----- SOURCE DATA -----
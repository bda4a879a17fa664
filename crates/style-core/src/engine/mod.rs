//! Executor del grafo de stages.
//!
//! Provee el builder validado (`StageGraphBuilder`), el executor secuencial
//! y los tipos de resultado de un run.

pub mod builder;
pub mod core;
pub mod outcome;

pub use builder::{StageGraph, StageGraphBuilder};
pub use core::StageExecutor;
pub use outcome::{ReviewFlag, ReviewReason, RunFailure, RunOutcome};

pub use crate::event::{EventStore, FlowEvent, FlowEventKind, InMemoryEventStore};
pub use crate::repo::RunSnapshot;
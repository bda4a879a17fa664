//! Artifact publicado al final de un run.
//!
//! Un `Artifact` sólo lo crea un `ArtifactStore` a partir de un
//! `PendingArtifact`; el id lo asigna el store y el valor nunca se muta
//! después de almacenado.
use std::fmt;

use chrono::{DateTime, Utc};
use serde::{Deserialize, Serialize};
use uuid::Uuid;

#[derive(Debug, Clone, Copy, PartialEq, Eq, Hash, PartialOrd, Ord, Serialize, Deserialize)]
pub struct ArtifactId(pub Uuid);

impl ArtifactId {
    pub fn new() -> Self {
        Self(Uuid::new_v4())
    }
}

impl Default for ArtifactId {
    fn default() -> Self {
        Self::new()
    }
}

impl fmt::Display for ArtifactId {
    fn fmt(&self, f: &mut fmt::Formatter<'_>) -> fmt::Result {
        self.0.fmt(f)
    }
}

/// Documento listo para publicar (todavía sin id).
#[derive(Debug, Clone, PartialEq, Serialize, Deserialize)]
pub struct PendingArtifact {
    pub category: String,
    pub product_type: String,
    /// `None` cuando el artifact cubre el documento completo.
    pub field_name: Option<String>,
    pub body: String,
    /// Borrador parcial (iteración agotada o rechazada por el gate humano).
    pub needs_review: bool,
    pub created_at: DateTime<Utc>,
}

impl PendingArtifact {
    pub fn new(category: impl Into<String>, product_type: impl Into<String>, body: impl Into<String>) -> Self {
        Self { category: category.into(),
               product_type: product_type.into(),
               field_name: None,
               body: body.into(),
               needs_review: false,
               created_at: Utc::now() }
    }

    pub fn for_field(mut self, field: impl Into<String>) -> Self {
        self.field_name = Some(field.into());
        self
    }

    pub fn needs_review(mut self, flag: bool) -> Self {
        self.needs_review = flag;
        self
    }
}

#[derive(Debug, Clone, PartialEq, Serialize, Deserialize)]
pub struct Artifact {
    pub id: ArtifactId,
    pub category: String,
    pub product_type: String,
    pub field_name: Option<String>,
    pub body: String,
    pub needs_review: bool,
    pub created_at: DateTime<Utc>,
}

impl Artifact {
    pub fn from_pending(id: ArtifactId, pending: PendingArtifact) -> Self {
        Self { id,
               category: pending.category,
               product_type: pending.product_type,
               field_name: pending.field_name,
               body: pending.body,
               needs_review: pending.needs_review,
               created_at: pending.created_at }
    }
}
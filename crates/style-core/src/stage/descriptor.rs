//! `StageDescriptor`: identidad, dependencias, acción y contrato de salida de
//! un stage.
use crate::iteration::IterationSpec;
use crate::model::Schema;
use crate::worker::WorkerInvoker;

/// Lo que ejecuta un stage.
#[derive(Debug, Clone)]
pub enum StageAction {
    /// Una invocación de worker.
    Worker(WorkerInvoker),
    /// Un bucle productor/crítico; el output es el borrador final.
    Iteration(IterationSpec),
}

impl StageAction {
    pub fn label(&self) -> &'static str {
        match self {
            StageAction::Worker(_) => "worker",
            StageAction::Iteration(_) => "iteration",
        }
    }
}

#[derive(Debug, Clone)]
pub struct StageDescriptor {
    pub id: String,
    /// Stages (anteriores) cuyo output consume, en orden.
    pub upstream: Vec<String>,
    pub action: StageAction,
    /// Schema que el payload del stage debe cumplir.
    pub output: Schema,
    /// Campos del output que además se publican como variables del contexto.
    pub appends: Vec<String>,
}

impl StageDescriptor {
    /// Stage de una sola invocación; el schema de salida es el del rol.
    pub fn worker(id: impl Into<String>, invoker: WorkerInvoker) -> Self {
        let output = invoker.output_schema().clone();
        Self { id: id.into(),
               upstream: Vec::new(),
               action: StageAction::Worker(invoker),
               output,
               appends: Vec::new() }
    }

    /// Stage iterativo; el schema de salida es el del productor.
    pub fn iteration(id: impl Into<String>, spec: IterationSpec) -> Self {
        let output = spec.producer.output_schema().clone();
        Self { id: id.into(),
               upstream: Vec::new(),
               action: StageAction::Iteration(spec),
               output,
               appends: Vec::new() }
    }

    pub fn after<I, S>(mut self, upstream: I) -> Self
        where I: IntoIterator<Item = S>,
              S: Into<String>
    {
        self.upstream.extend(upstream.into_iter().map(Into::into));
        self
    }

    pub fn appends(mut self, field: impl Into<String>) -> Self {
        self.appends.push(field.into());
        self
    }

    pub fn with_output(mut self, schema: Schema) -> Self {
        self.output = schema;
        self
    }

    pub fn is_iteration(&self) -> bool {
        matches!(self.action, StageAction::Iteration(_))
    }
}
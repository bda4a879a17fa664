use std::sync::atomic::{AtomicU64, Ordering};

use dashmap::DashMap;
use log::debug;

use crate::errors::PersistenceFailure;
use crate::model::{Artifact, ArtifactId, PendingArtifact};

/// Sink append-only de documentos publicados. Seguro entre runs
/// concurrentes.
pub trait ArtifactStore: Send + Sync {
    fn store(&self, pending: PendingArtifact) -> Result<ArtifactId, PersistenceFailure>;

    /// Artifacts de una categoría y tipo de producto, en orden de creación.
    fn list_for(&self, category: &str, product_type: &str) -> Result<Vec<Artifact>, PersistenceFailure>;
}

#[derive(Debug, Default)]
pub struct InMemoryArtifactStore {
    rows: DashMap<ArtifactId, (u64, Artifact)>,
    seq: AtomicU64,
}

impl InMemoryArtifactStore {
    pub fn new() -> Self {
        Self::default()
    }

    pub fn len(&self) -> usize {
        self.rows.len()
    }

    pub fn is_empty(&self) -> bool {
        self.rows.is_empty()
    }

    pub fn get(&self, id: ArtifactId) -> Option<Artifact> {
        self.rows.get(&id).map(|r| r.value().1.clone())
    }
}

impl ArtifactStore for InMemoryArtifactStore {
    fn store(&self, pending: PendingArtifact) -> Result<ArtifactId, PersistenceFailure> {
        let id = ArtifactId::new();
        let seq = self.seq.fetch_add(1, Ordering::SeqCst);
        debug!("storing artifact {} for {}/{}", id, pending.category, pending.product_type);
        self.rows.insert(id, (seq, Artifact::from_pending(id, pending)));
        Ok(id)
    }

    fn list_for(&self, category: &str, product_type: &str) -> Result<Vec<Artifact>, PersistenceFailure> {
        let mut found: Vec<(u64, Artifact)> = self.rows
                                                  .iter()
                                                  .filter(|r| r.value().1.category == category && r.value().1.product_type == product_type)
                                                  .map(|r| r.value().clone())
                                                  .collect();
        found.sort_by_key(|(seq, _)| *seq);
        Ok(found.into_iter().map(|(_, a)| a).collect())
    }
}
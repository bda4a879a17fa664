use style_core::{ContextError, ErrorKind, GraphError, RunFailure};
use thiserror::Error;

use crate::service::GeneratedGuide;

/// Campo que no pudo generarse en modo por campo.
#[derive(Debug)]
pub struct FieldFailure {
    pub field: String,
    pub error: ServiceError,
}

/// Errores del servicio de generación.
#[derive(Debug, Error)]
pub enum ServiceError {
    #[error("Petición inválida: {0}")]
    InvalidRequest(String),
    #[error("Grafo inválido: {0}")]
    Graph(#[from] GraphError),
    #[error("Contexto inválido: {0}")]
    Context(#[from] ContextError),
    #[error(transparent)]
    Run(Box<RunFailure>),
    /// Los campos que sí terminaron ya están publicados en `published`.
    #[error("Fallaron {} campo(s): {}", .failures.len(), field_list(.failures))]
    FieldsFailed {
        published: Vec<GeneratedGuide>,
        failures: Vec<FieldFailure>,
    },
}

fn field_list(failures: &[FieldFailure]) -> String {
    failures.iter()
            .map(|f| format!("{} ({})", f.field, f.error))
            .collect::<Vec<_>>()
            .join("; ")
}

impl From<RunFailure> for ServiceError {
    fn from(f: RunFailure) -> Self {
        ServiceError::Run(Box::new(f))
    }
}

impl ServiceError {
    /// Clase del error del run; `None` si el run ni siquiera empezó.
    pub fn kind(&self) -> Option<ErrorKind> {
        match self {
            ServiceError::Run(f) => Some(f.kind()),
            ServiceError::FieldsFailed { failures, .. } => failures.first().and_then(|f| f.error.kind()),
            _ => None,
        }
    }

    /// Stage donde se detuvo el run, si lo hubo.
    pub fn failed_stage(&self) -> Option<&str> {
        match self {
            ServiceError::Run(f) => f.stage_id.as_deref(),
            ServiceError::FieldsFailed { failures, .. } => failures.first().and_then(|f| f.error.failed_stage()),
            _ => None,
        }
    }
}

#[cfg(test)]
mod tests {
    use super::*;

    #[test]
    fn test_invalid_request_format() {
        let err = ServiceError::InvalidRequest("category vacía".into());
        assert_eq!(err.to_string(), "Petición inválida: category vacía");
        assert_eq!(err.kind(), None);
    }

    #[test]
    fn test_graph_variant_from() {
        let err: ServiceError = GraphError::Empty.into();
        assert_eq!(err.to_string(), "Grafo inválido: stage graph has no stages");
    }

    #[test]
    fn test_fields_failed_lists_each_field() {
        let err = ServiceError::FieldsFailed { published: Vec::new(),
                                               failures: vec![FieldFailure { field: "longDesc".into(),
                                                                             error: ServiceError::InvalidRequest("x".into()) }] };
        assert_eq!(err.to_string(), "Fallaron 1 campo(s): longDesc (Petición inválida: x)");
        assert_eq!(err.kind(), None);
    }
}
//! Claves compuestas de conocimiento.
use std::fmt;

use serde::{Deserialize, Serialize};

use crate::constants::WILDCARD_TOKEN;

/// Tabla lógica consultada.
#[derive(Debug, Clone, Copy, PartialEq, Eq, Hash, Serialize, Deserialize)]
pub enum KnowledgeKind {
    /// Pautas de estilo por categoría y tipo de producto.
    Baseline,
    /// Restricciones legales por dominio.
    Legal,
}

impl fmt::Display for KnowledgeKind {
    fn fmt(&self, f: &mut fmt::Formatter<'_>) -> fmt::Result {
        match self {
            KnowledgeKind::Baseline => f.write_str("baseline"),
            KnowledgeKind::Legal => f.write_str("legal"),
        }
    }
}

/// Valor del componente variable de un tier.
#[derive(Debug, Clone, PartialEq, Eq, Hash, Serialize, Deserialize)]
pub enum Selector {
    Exact(String),
    /// Fila comodín (`ALL`).
    Wildcard,
    /// Fila sin valor (NULL en la tabla).
    Null,
}

impl Selector {
    /// `ALL` se normaliza a `Wildcard`; así una petición literal por `ALL`
    /// no consulta dos veces la misma fila.
    pub fn exact(value: impl Into<String>) -> Self {
        let value = value.into();
        if value == WILDCARD_TOKEN {
            Selector::Wildcard
        } else {
            Selector::Exact(value)
        }
    }

    /// Valor tal como se guarda en la tabla (`None` = NULL).
    pub fn as_column(&self) -> Option<&str> {
        match self {
            Selector::Exact(v) => Some(v),
            Selector::Wildcard => Some(WILDCARD_TOKEN),
            Selector::Null => None,
        }
    }
}

/// Un nivel de búsqueda: ámbito fijo (p. ej. la categoría) + selector.
#[derive(Debug, Clone, PartialEq, Eq, Hash, Serialize, Deserialize)]
pub struct TierKey {
    pub scope: Option<String>,
    pub selector: Selector,
}

impl fmt::Display for TierKey {
    fn fmt(&self, f: &mut fmt::Formatter<'_>) -> fmt::Result {
        let sel = self.selector.as_column().unwrap_or("NULL");
        match &self.scope {
            Some(scope) => write!(f, "({scope}, {sel})"),
            None => write!(f, "({sel})"),
        }
    }
}

/// Clave compuesta: tiers en orden estricto de prioridad.
#[derive(Debug, Clone, PartialEq, Eq, Serialize, Deserialize)]
pub struct KnowledgeKey {
    pub kind: KnowledgeKind,
    tiers: Vec<TierKey>,
}

impl KnowledgeKey {
    /// Construye la clave eliminando tiers consecutivos repetidos.
    pub fn new(kind: KnowledgeKind, tiers: Vec<TierKey>) -> Self {
        let mut tiers = tiers;
        tiers.dedup();
        Self { kind, tiers }
    }

    /// `(categoría, tipo)` → `(categoría, ALL)` → `(categoría, NULL)`.
    pub fn baseline(category: &str, product_type: &str) -> Self {
        let scope = Some(category.to_string());
        Self::new(KnowledgeKind::Baseline,
                  vec![TierKey { scope: scope.clone(),
                                 selector: Selector::exact(product_type) },
                       TierKey { scope: scope.clone(),
                                 selector: Selector::Wildcard },
                       TierKey { scope,
                                 selector: Selector::Null }])
    }

    /// `(dominio)` → `(ALL)`.
    pub fn legal(domain: &str) -> Self {
        Self::new(KnowledgeKind::Legal,
                  vec![TierKey { scope: None,
                                 selector: Selector::exact(domain) },
                       TierKey { scope: None,
                                 selector: Selector::Wildcard }])
    }

    pub fn tiers(&self) -> &[TierKey] {
        &self.tiers
    }
}

#[cfg(test)]
mod tests {
    use super::*;

    #[test]
    fn baseline_key_has_three_tiers_in_priority_order() {
        let key = KnowledgeKey::baseline("Fashion", "Dresses");
        let shown: Vec<String> = key.tiers().iter().map(|t| t.to_string()).collect();
        assert_eq!(shown, vec!["(Fashion, Dresses)", "(Fashion, ALL)", "(Fashion, NULL)"]);
    }

    #[test]
    fn literal_wildcard_collapses_duplicate_tiers() {
        let key = KnowledgeKey::baseline("Fashion", "ALL");
        assert_eq!(key.tiers().len(), 2);
        let legal = KnowledgeKey::legal("ALL");
        assert_eq!(legal.tiers().len(), 1);
        assert_eq!(legal.tiers()[0].selector, Selector::Wildcard);
    }
}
-----
__WHAT YOU NEED TO DO__: Could you write out exactly the lines above, starting at the first one and ending with the line that has "el documento completo."?

__EXERCISE SOLUTION__:
repository bda4a879a17fa664
filename crates/style-core/src/engine/mod.rs
//! Executor del grafo de stages.
//!
//! Provee el builder validado (`StageGraphBuilder`), el executor secuencial
//! y los tipos de resultado de un run.

pub mod builder;
pub mod core;
pub mod outcome;

pub use builder::{StageGraph, StageGraphBuilder};
pub use core::StageExecutor;
pub use outcome::{ReviewFlag, ReviewReason, RunFailure, RunOutcome};

pub use crate::event::{EventStore, FlowEvent, FlowEventKind, InMemoryEventStore};
pub use crate::repo::RunSnapshot;
repository bda4a879a17fa664
//! Artifact publicado al final de un run.
//!
//! Un `Artifact` sólo lo crea un `ArtifactStore` a partir de un
//! `PendingArtifact`; el id lo asigna el store y el valor nunca se muta
//! después de almacenado.
use std::fmt;

use chrono::{DateTime, Utc};
use serde::{Deserialize, Serialize};
use uuid::Uuid;

#[derive(Debug, Clone, Copy, PartialEq, Eq, Hash, PartialOrd, Ord, Serialize, Deserialize)]
pub struct ArtifactId(pub Uuid);

impl ArtifactId {
    pub fn new() -> Self {
        Self(Uuid::new_v4())
    }
}

impl Default for ArtifactId {
    fn default() -> Self {
        Self::new()
    }
}

impl fmt::Display for ArtifactId {
    fn fmt(&self, f: &mut fmt::Formatter<'_>) -> fmt::Result {
        self.0.fmt(f)
    }
}

/// Documento listo para publicar (todavía sin id).
#[derive(Debug, Clone, PartialEq, Serialize, Deserialize)]
pub struct PendingArtifact {
    pub category: String,
    pub product_type: String,
    /// `None` cuando el artifact cubre el documento completo.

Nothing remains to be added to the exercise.